Although the goal of Kopylova et al (4) was to compare various clustering algorithms, they also studied these algorithms in the broader context of raw sequence processing, screening for chimeras, and removal of singletons. Each of these are critical decisions in a comprehensive pipeline. By including these steps, they confounded their analysis of how best to cluster sequences into OTUs. The effect of differences in MCC values on one’s ability to draw inferences is unclear and admittedly may be relatively minor for some datasets.
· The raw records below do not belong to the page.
use std::sync::Arc;
use std::time::{Duration, Instant};

use tracing::{debug, info, instrument, warn};
use vellum_core::{CommittedTransaction, StateVersion, TransactionStatus};
use vellum_store::rows::{TopOfLedgerRow, TOP_OF_LEDGER_KEY};
use vellum_store::{Store, Table, WriteBatch};

use crate::cancel::CancellationToken;
use crate::error::{LedgerError, LedgerResult};
use crate::processors::{
    MetadataProcessor, Processor, ResourceSupplyProcessor, RowCounts, TransactionProcessor,
    VaultProcessor,
};
use crate::registry::EntityRegistry;
use crate::sequences::SequenceAllocator;
use crate::write;

/// Driver configuration.
#[derive(Debug, Clone, Copy)]
pub struct ExtenderConfig {
    /// Require each batch to start exactly one version after the stored top
    /// of ledger. When off, a gap is logged and accepted.
    pub strict_continuity: bool,
}

impl Default for ExtenderConfig {
    fn default() -> Self {
        Self {
            strict_continuity: true,
        }
    }
}

/// What one committed batch did, for the caller and the logs.
#[derive(Debug, Clone)]
pub struct ExtensionReport {
    pub first_state_version: StateVersion,
    pub last_state_version: StateVersion,
    pub transaction_count: usize,
    pub entities_created: usize,
    pub rows_appended: usize,
    pub rows_deleted: usize,
    pub elapsed: Duration,
}

/// Drives the four-phase pipeline over one batch of committed transactions:
/// observe, load, reconcile, persist.
///
/// Entity resolution runs strictly before observation, so every processor
/// sees resolved subjects. All staged rows commit in one atomic store write
/// together with the sequence counters and the advanced top of ledger;
/// `extend` takes `&mut self`, so batches are sequential by construction. A
/// failed or cancelled batch writes nothing and may burn row ids, which only
/// leaves gaps.
pub struct LedgerExtender {
    store: Arc<dyn Store>,
    sequences: SequenceAllocator,
    config: ExtenderConfig,
    top_of_ledger: Option<StateVersion>,
}

impl LedgerExtender {
    /// Resume over `store`, reloading sequence counters and the top of
    /// ledger persisted by the last committed batch.
    pub fn new(store: Arc<dyn Store>, config: ExtenderConfig) -> LedgerResult<Self> {
        let sequences = SequenceAllocator::load(store.as_ref())?;
        let top_of_ledger = match store.get(Table::LedgerState, TOP_OF_LEDGER_KEY)? {
            Some(value) => Some(TopOfLedgerRow::decode(&value)?.state_version),
            None => None,
        };

        info!(
            top_of_ledger = top_of_ledger.map(StateVersion::number),
            "ledger extender initialized"
        );
        Ok(Self {
            store,
            sequences,
            config,
            top_of_ledger,
        })
    }

    /// The last state version durably committed, if any.
    pub fn top_of_ledger(&self) -> Option<StateVersion> {
        self.top_of_ledger
    }

    /// Materialize one batch of committed transactions.
    #[instrument(skip(self, transactions, token), fields(count = transactions.len()))]
    pub fn extend(
        &mut self,
        transactions: &[CommittedTransaction],
        token: &CancellationToken,
    ) -> LedgerResult<ExtensionReport> {
        let started = Instant::now();
        let (first, last) = self.admit(transactions)?;

        let mut registry = EntityRegistry::new();
        for tx in transactions {
            if tx.status == TransactionStatus::Succeeded {
                registry.scan_transaction(tx)?;
            }
        }
        registry.resolve(self.store.as_ref(), &self.sequences, token)?;

        let mut processors: Vec<Box<dyn Processor>> = vec![
            Box::new(TransactionProcessor::new()),
            Box::new(MetadataProcessor::new()),
            Box::new(ResourceSupplyProcessor::new()),
            Box::new(VaultProcessor::new()),
        ];

        // Observe: the whole batch reaches every processor before any load.
        for tx in transactions {
            for processor in processors.iter_mut() {
                processor.observe_transaction(tx)?;
            }
            if tx.status != TransactionStatus::Succeeded {
                continue;
            }
            for substate in &tx.substates {
                let subject = registry.resolved(&substate.subject)?;
                for processor in processors.iter_mut() {
                    processor.observe_substate(subject, substate, tx.state_version)?;
                }
            }
            for event in &tx.events {
                let emitter = registry.resolved(&event.emitter)?;
                for processor in processors.iter_mut() {
                    processor.observe_event(emitter, &event.kind, tx.state_version)?;
                }
            }
        }

        token.bail_if_cancelled()?;
        for processor in processors.iter_mut() {
            processor.load(self.store.as_ref())?;
        }

        for processor in processors.iter_mut() {
            processor.reconcile(&self.sequences)?;
        }

        let mut batch = WriteBatch::new();
        let entity_rows = registry.created_rows()?;
        let mut counts = RowCounts {
            appended: write::append_entity_rows(&mut batch, &entity_rows),
            deleted: 0,
        };
        for processor in processors.iter_mut() {
            let staged = processor.persist(&mut batch)?;
            debug!(
                processor = processor.name(),
                appended = staged.appended,
                deleted = staged.deleted,
                "processor staged rows"
            );
            counts.merge(staged);
        }

        let top = TopOfLedgerRow {
            state_version: last,
        };
        batch.put(Table::LedgerState, TOP_OF_LEDGER_KEY.to_vec(), top.encode());
        self.sequences.stage(&mut batch);

        token.bail_if_cancelled()?;
        self.store.write_batch(batch)?;
        self.top_of_ledger = Some(last);

        let report = ExtensionReport {
            first_state_version: first,
            last_state_version: last,
            transaction_count: transactions.len(),
            entities_created: registry.created_count(),
            rows_appended: counts.appended,
            rows_deleted: counts.deleted,
            elapsed: started.elapsed(),
        };
        info!(
            first = %report.first_state_version,
            last = %report.last_state_version,
            transactions = report.transaction_count,
            entities_created = report.entities_created,
            rows_appended = report.rows_appended,
            rows_deleted = report.rows_deleted,
            elapsed_ms = report.elapsed.as_millis() as u64,
            "batch committed"
        );
        Ok(report)
    }

    /// Validate batch shape against the stored top of ledger. Returns the
    /// batch's first and last state versions.
    fn admit(
        &self,
        transactions: &[CommittedTransaction],
    ) -> LedgerResult<(StateVersion, StateVersion)> {
        let first = transactions
            .first()
            .ok_or(LedgerError::EmptyBatch)?
            .state_version;
        let last = transactions
            .last()
            .map(|tx| tx.state_version)
            .unwrap_or(first);

        for pair in transactions.windows(2) {
            if pair[1].state_version <= pair[0].state_version {
                return Err(LedgerError::NonMonotonicBatch {
                    previous: pair[0].state_version,
                    current: pair[1].state_version,
                });
            }
        }

        let top = self.top_of_ledger.unwrap_or(StateVersion::PRE_GENESIS);
        if first <= top {
            return Err(LedgerError::BatchBehindTopOfLedger { top, first });
        }
        if first != top.next() {
            if self.config.strict_continuity {
                return Err(LedgerError::BatchNotContiguous { top, first });
            }
            warn!(%top, %first, "accepting batch despite gap after top of ledger");
        }
        Ok((first, last))
    }
}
Because of this uncertainty, researchers should use the most reliable methods available in case the differences in clustering do effect the conclusions that can be drawn from a particular dataset. Through the use of objective criteria that measure the quality of the clusterings, independent of taxonomy or database, researchers will be able to evaluate which clustering algorithm is the best fit for their data.